Ivády Balázs, Kenesei Éva, Tóth-Heyn Péter, Kertész Gabriella, Tárkányi Klára, Kassa Csaba, Ujhelyi Enikő, Mikos Borbála, Sápi Erzsébet, Varga-Heier Krisztina, Guóth Gábor, Szabó Dóra

机构信息

Department of Anesthesiology and Intensive Care, Heim Pál Children's Hospital, Üllői út 86, Budapest, 1089, Hungary.

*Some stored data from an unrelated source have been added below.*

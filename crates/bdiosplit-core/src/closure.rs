//! Ancestor closure of candidate windows.
//!
//! A window cut from the parent-sorted record list usually references
//! parents that landed in a different window. Closing the window appends
//! every missing parent together with its whole ancestor chain, so the
//! resulting partition resolves every parent reference internally.
//!
//! Backfill order for a window:
//! 1. for each missing parent (ascending identity), its ancestors from the
//!    nearest upwards, skipping identities already queued;
//! 2. the missing parents themselves, ascending.
//!
//! Ancestors are not checked against the records already in the window, so a
//! record can appear twice in a closed partition.

use std::collections::{BTreeSet, HashSet};
use std::sync::Arc;

use tracing::trace;

use crate::error::{Result, SplitError};
use crate::index::RecordIndex;
use crate::record::{ParentRef, Record};

/// Parent references of `records` that resolve neither to the root sentinel
/// nor to a record in the same set.
pub fn missing_parents<'r>(records: impl IntoIterator<Item = &'r Record> + Clone) -> BTreeSet<u64> {
    let present: HashSet<u64> = records
        .clone()
        .into_iter()
        .filter_map(Record::node_id)
        .collect();

    records
        .into_iter()
        .filter_map(|record| record.parent().and_then(ParentRef::node))
        .filter(|parent| !present.contains(parent))
        .collect()
}

/// A window after ancestor backfill.
#[derive(Debug, Clone)]
pub struct ClosedWindow {
    /// Window records followed by the backfilled records
    pub records: Vec<Arc<Record>>,
    /// Number of records in the original window
    pub window_len: usize,
    /// Identities appended by backfill, in append order
    pub backfill: Vec<u64>,
}

impl ClosedWindow {
    pub fn backfilled(&self) -> usize {
        self.backfill.len()
    }
}

/// Closes candidate windows using a shared [`RecordIndex`].
#[derive(Debug, Clone, Copy)]
pub struct ClosureResolver<'a> {
    index: &'a RecordIndex,
}

impl<'a> ClosureResolver<'a> {
    pub fn new(index: &'a RecordIndex) -> Self {
        Self { index }
    }

    /// Compute the backfill list for a set of missing parents.
    ///
    /// Fails with [`SplitError::NotFound`] when a chain reaches an identity
    /// that is absent from the whole collection.
    pub fn backfill_chain(&self, missing: &BTreeSet<u64>) -> Result<Vec<u64>> {
        let mut backfill: Vec<u64> = Vec::new();
        let mut queued: HashSet<u64> = HashSet::new();

        for &id in missing {
            let mut steps = 0usize;
            let mut current = self.index.resolve_parent(id)?;

            while let ParentRef::Node(ancestor) = current {
                steps += 1;
                if steps > self.index.len() {
                    return Err(SplitError::malformed(
                        format!("scanNode-{}", id),
                        "parent references form a cycle",
                    ));
                }
                if queued.insert(ancestor) {
                    backfill.push(ancestor);
                }
                current = self.index.resolve_parent(ancestor)?;
            }
        }

        backfill.extend(missing.iter().copied());
        Ok(backfill)
    }

    /// Close a window over its ancestors.
    pub fn close(&self, window: Vec<Arc<Record>>) -> Result<ClosedWindow> {
        let window_len = window.len();
        let missing = missing_parents(window.iter().map(Arc::as_ref));
        trace!("Window of {} records misses {:?}", window_len, missing);

        let backfill = self.backfill_chain(&missing)?;

        let mut records = window;
        records.reserve(backfill.len());
        for &id in &backfill {
            records.push(Arc::clone(self.index.get(id)?));
        }

        Ok(ClosedWindow {
            records,
            window_len,
            backfill,
        })
    }
}
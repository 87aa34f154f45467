//! Error types for scan graph splitting.

use std::path::PathBuf;
use thiserror::Error;

/// Broad classification of a [`SplitError`].
#[derive(Debug, Clone, Copy, PartialEq, Eq)]
pub enum ErrorKind {
    /// Bad input location or limits, detected before processing starts
    Configuration,
    /// Malformed or inconsistent scan graph content
    DataIntegrity,
    /// Filesystem read/write failure
    Io,
}

/// Errors that can occur while loading, partitioning or writing a scan graph.
///
/// Every variant is fatal for the run.
#[derive(Debug, Error)]
pub enum SplitError {
    #[error("input directory '{0}' was not found")]
    InputNotFound(PathBuf),

    #[error("invalid limit '{name}': {message}")]
    InvalidLimit { name: &'static str, message: String },

    #[error("duplicate scan node identity: scanNode-{0}")]
    DuplicateIdentity(u64),

    #[error("scan node scanNode-{0} is referenced but not present in the collection")]
    NotFound(u64),

    #[error("malformed graph node '{id}': {reason}")]
    MalformedNode { id: String, reason: String },

    #[error("header document '{file}' not found in '{dir}'")]
    MissingHeader { dir: PathBuf, file: String },

    #[error("no project record (node without a parent reference) found in the graph")]
    MissingProjectRecord,

    #[error("failed to read '{path}': {source}")]
    Read {
        path: PathBuf,
        #[source]
        source: std::io::Error,
    },

    #[error("failed to write '{path}': {source}")]
    Write {
        path: PathBuf,
        #[source]
        source: std::io::Error,
    },

    #[error("failed to parse JSON document '{path}': {source}")]
    Json {
        path: PathBuf,
        #[source]
        source: serde_json::Error,
    },

    #[error("failed to serialize '{path}': {source}")]
    Serialize {
        path: PathBuf,
        #[source]
        source: serde_json::Error,
    },

    #[error("directory walk failed: {0}")]
    Walk(#[from] walkdir::Error),
}

impl SplitError {
    /// Create a new MalformedNode error.
    pub fn malformed(id: impl Into<String>, reason: impl Into<String>) -> Self {
        Self::MalformedNode {
            id: id.into(),
            reason: reason.into(),
        }
    }

    /// Create a new InvalidLimit error.
    pub fn invalid_limit(name: &'static str, message: impl Into<String>) -> Self {
        Self::InvalidLimit {
            name,
            message: message.into(),
        }
    }

    /// Create a new Read error.
    pub fn read(path: impl Into<PathBuf>, source: std::io::Error) -> Self {
        Self::Read {
            path: path.into(),
            source,
        }
    }

    /// Create a new Write error.
    pub fn write(path: impl Into<PathBuf>, source: std::io::Error) -> Self {
        Self::Write {
            path: path.into(),
            source,
        }
    }

    /// Classify this error.
    pub fn kind(&self) -> ErrorKind {
        match self {
            Self::InputNotFound(_) | Self::InvalidLimit { .. } => ErrorKind::Configuration,
            Self::DuplicateIdentity(_)
            | Self::NotFound(_)
            | Self::MalformedNode { .. }
            | Self::MissingHeader { .. }
            | Self::MissingProjectRecord
            | Self::Json { .. } => ErrorKind::DataIntegrity,
            Self::Read { .. } | Self::Write { .. } | Self::Serialize { .. } | Self::Walk(_) => {
                ErrorKind::Io
            }
        }
    }
}

pub type Result<T> = std::result::Result<T, SplitError>;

Institute of Medical Microbiology, Semmelweis University of Budapest, Budapest, Hungary.

出版信息

Infection. 2016 Jun;44(3):309-21. doi: 10.1007/s15010-015-0857-8. Epub 2015 Nov 6.

Abstract

OBJECTIVE

The aim of this study was to collect data about pediatric Gram-negative bloodstream infections (BSI) to determine the factors that influence multidrug resistance (MDR), clinical course and outcome of children affected by Gram-negative sepsis.

METHODS

In this observational, prospective, multicenter study we collected cases of pediatric Gram-negative BSI during a 2-year period. We analyzed epidemiological, microbiological and clinical factors that associated with acquisition of MDR infections and outcome.

RESULTS

One-hundred and thirty-five BSI episodes were analyzed. Median age of children was 0.5 years (IQR 0.1-6.17, range 0-17 years). Predominant bacteria were Enterobacteriaceae (68.3 %), and Pseudomonas spp. (17.9 %). Multidrug resistance was detected in 45/134 cases (33.6 %), with the highest rates in Escherichia coli, Enterobacter and Pseudomonas spp. Acquisition of MDR pathogens was significantly associated with prior cephalosporin treatment, older age, admission to hemato-oncology unit, polymicrobial infections, higher rate of development of septic shock, and multiple organ failures. All-cause mortality was 17.9 %. Presence of septic shock at presentation and parenteral nutrition were associated with higher mortality. Pseudomonas spp., and Enterobacter spp. BSIs had the highest rate of mortality. Inappropriate empiric antibiotic therapy was more frequent in MDR patients, although not significantly associated with poor outcome.

CONCLUSION

Rates of multidrug resistance and mortality in children with Gram-negative bloodstream infections remain high in our settings. Empiric broad-spectrum antibiotics and combination therapy could be recommended, especially in children with malignant diseases, patients admitted to the PICU, and for cases with septic shock, who have higher mortality risk.

摘要

目的

本研究旨在收集有关儿童革兰氏阴性菌血流感染(BSI)的数据,以确定影响多重耐药(MDR)、临床病程及受革兰氏阴性菌败血症影响儿童预后的因素。

方法

在这项观察性、前瞻性、多中心研究中,我们收集了2年期间儿童革兰氏阴性菌BSI病例。我们分析了与获得MDR感染及预后相关的流行病学、微生物学和临床因素。

结果

分析了135例BSI发作。儿童的中位年龄为0.5岁(四分位间距0.1 - 6.17,范围0 - 17岁)。主要细菌为肠杆菌科(68.3%)和假单胞菌属(17.9%)。在134例病例中的45例(33.6%)检测到多重耐药,其中大肠杆菌、肠杆菌和假单胞菌属的耐药率最高。获得MDR病原体与先前使用头孢菌素治疗、年龄较大、入住血液肿瘤科、多微生物感染、脓毒性休克发生率较高以及多器官功能衰竭显著相关。全因死亡率为17.9%。就诊时存在脓毒性休克和肠外营养与较高死亡率相关。假单胞菌属和肠杆菌属BSI的死亡率最高。MDR患者中经验性抗生素治疗不当更为常见,尽管与不良预后无显著关联。

结论

在我们的研究环境中,革兰氏阴性菌血流感染儿童的多重耐药率和死亡率仍然很高。可推荐经验性广谱抗生素和联合治疗,特别是对于患有恶性疾病的儿童、入住儿科重症监护病房的患者以及有较高死亡风险的脓毒性休克病例。